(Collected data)
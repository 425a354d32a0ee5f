//! File attribute bitset.

use std::fs::Metadata;

use bitflags::bitflags;
use serde::{Deserialize, Serialize};

bitflags! {
    /// File attributes an enumerator can filter on.
    ///
    /// Bit values are identical to the Win32 `FILE_ATTRIBUTE_*` constants so
    /// that attributes read from a Windows filesystem can be used unchanged.
    #[derive(Debug, Clone, Copy, PartialEq, Eq, Hash, Default, Serialize, Deserialize)]
    #[serde(transparent)]
    pub struct FileAttributes: u32 {
        const READONLY = 0x0000_0001;
        const HIDDEN = 0x0000_0002;
        const SYSTEM = 0x0000_0004;
        const DIRECTORY = 0x0000_0010;
        const ARCHIVE = 0x0000_0020;
        const DEVICE = 0x0000_0040;
        /// Set only when no other attribute applies.
        const NORMAL = 0x0000_0080;
        const TEMPORARY = 0x0000_0100;
        const SPARSE_FILE = 0x0000_0200;
        /// Symbolic links and other reparse points.
        const REPARSE_POINT = 0x0000_0400;
        const COMPRESSED = 0x0000_0800;
        const OFFLINE = 0x0000_1000;
        const NOT_CONTENT_INDEXED = 0x0000_2000;
        const ENCRYPTED = 0x0000_4000;
        const INTEGRITY_STREAM = 0x0000_8000;
        const NO_SCRUB_DATA = 0x0002_0000;
    }
}

impl FileAttributes {
    /// Attributes skipped by default: hidden and system entries.
    pub const DEFAULT_SKIP: Self = Self::HIDDEN.union(Self::SYSTEM);

    /// Check whether any attribute in `skip` is present.
    pub fn intersects_skip(self, skip: FileAttributes) -> bool {
        self.intersects(skip)
    }

    /// Derive attributes for an entry from its metadata.
    ///
    /// `metadata` should come from `symlink_metadata` so that links are
    /// reported as reparse points rather than as their targets.
    #[cfg(windows)]
    pub fn from_metadata(_name: &str, metadata: &Metadata) -> Self {
        use std::os::windows::fs::MetadataExt;

        Self::from_bits_retain(metadata.file_attributes())
    }

    /// Derive attributes for an entry from its metadata.
    ///
    /// There is no native attribute word outside Windows, so the bits are
    /// synthesized: dot-prefixed names are hidden, symlinks are reparse
    /// points and entries without write permission are read-only.
    /// `metadata` should come from `symlink_metadata`.
    #[cfg(not(windows))]
    pub fn from_metadata(name: &str, metadata: &Metadata) -> Self {
        let file_type = metadata.file_type();
        let mut attrs = Self::empty();

        if name.starts_with('.') && name != "." && name != ".." {
            attrs |= Self::HIDDEN;
        }
        if file_type.is_dir() {
            attrs |= Self::DIRECTORY;
        }
        if file_type.is_symlink() {
            attrs |= Self::REPARSE_POINT;
        }
        if metadata.permissions().readonly() {
            attrs |= Self::READONLY;
        }

        if attrs.is_empty() { Self::NORMAL } else { attrs }
    }
}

• Aim of the exercise
Could you give the data again, word for word?

• Answer section
repository 425a354d32a0ee5f
//! File attribute bitset.

use std::fs::Metadata;

use bitflags::bitflags;
use serde::{Deserialize, Serialize};

bitflags! {
    /// File attributes an enumerator can filter on.
    ///
    /// Bit values are identical to the Win32 `FILE_ATTRIBUTE_*` constants so
    /// that attributes read from a Windows filesystem can be used unchanged.
    #[derive(Debug, Clone, Copy, PartialEq, Eq, Hash, Default, Serialize, Deserialize)]
    #[serde(transparent)]
    pub struct FileAttributes: u32 {
        const READONLY = 0x0000_0001;
        const HIDDEN = 0x0000_0002;
        const SYSTEM = 0x0000_0004;
        const DIRECTORY = 0x0000_0010;
        const ARCHIVE = 0x0000_0020;
        const DEVICE = 0x0000_0040;
        /// Set only when no other attribute applies.
        const NORMAL = 0x0000_0080;
        const TEMPORARY = 0x0000_0100;
        const SPARSE_FILE = 0x0000_0200;
        /// Symbolic links and other reparse points.
        const REPARSE_POINT = 0x0000_0400;
        const COMPRESSED = 0x0000_0800;
        const OFFLINE = 0x0000_1000;
        const NOT_CONTENT_INDEXED = 0x0000_2000;
        const ENCRYPTED = 0x0000_4000;
        const INTEGRITY_STREAM = 0x0000_8000;
        const NO_SCRUB_DATA = 0x0002_0000;
    }
}

impl FileAttributes {
    /// Attributes skipped by default: hidden and system entries.
    pub const DEFAULT_SKIP: Self = Self::HIDDEN.union(Self::SYSTEM);

    /// Check whether any attribute in `skip` is present.
    pub fn intersects_skip(self, skip: FileAttributes) -> bool {
        self.intersects(skip)
    }

    /// Derive attributes for an entry from its metadata.
    ///
    /// `metadata` should come from `symlink_metadata` so that links are
    /// reported as reparse points rather than as their targets.
    #[cfg(windows)]
    pub fn from_metadata(_name: &str, metadata: &Metadata) -> Self {
        use std::os::windows::fs::MetadataExt;

        Self::from_bits_retain(metadata.file_attributes())
    }

    /// Derive attributes for an entry from its metadata.
    ///
    /// There is no native attribute word outside Windows, so the bits are
    /// synthesized: dot-prefixed names are hidden, symlinks are reparse
    /// points and entries without write permission are read-only.
    /// `metadata` should come from `symlink_metadata`.
    #[cfg(not(windows))]
    pub fn from_metadata(name: &str, metadata: &Metadata) -> Self {
        let file_type = metadata.file_type();
        let mut attrs = Self::empty();

        if name.starts_with('.') && name != "." && name != ".." {
            attrs |= Self::HIDDEN;
        }
        if file_type.is_dir() {
            attrs |= Self::DIRECTORY;
        }
        if file_type.is_symlink() {
            attrs |= Self::REPARSE_POINT;
        }
        if metadata.permissions().readonly() {
            attrs |= Self::READONLY;
        }

        if attrs.is_empty() { Self::NORMAL } else { attrs }
    }
}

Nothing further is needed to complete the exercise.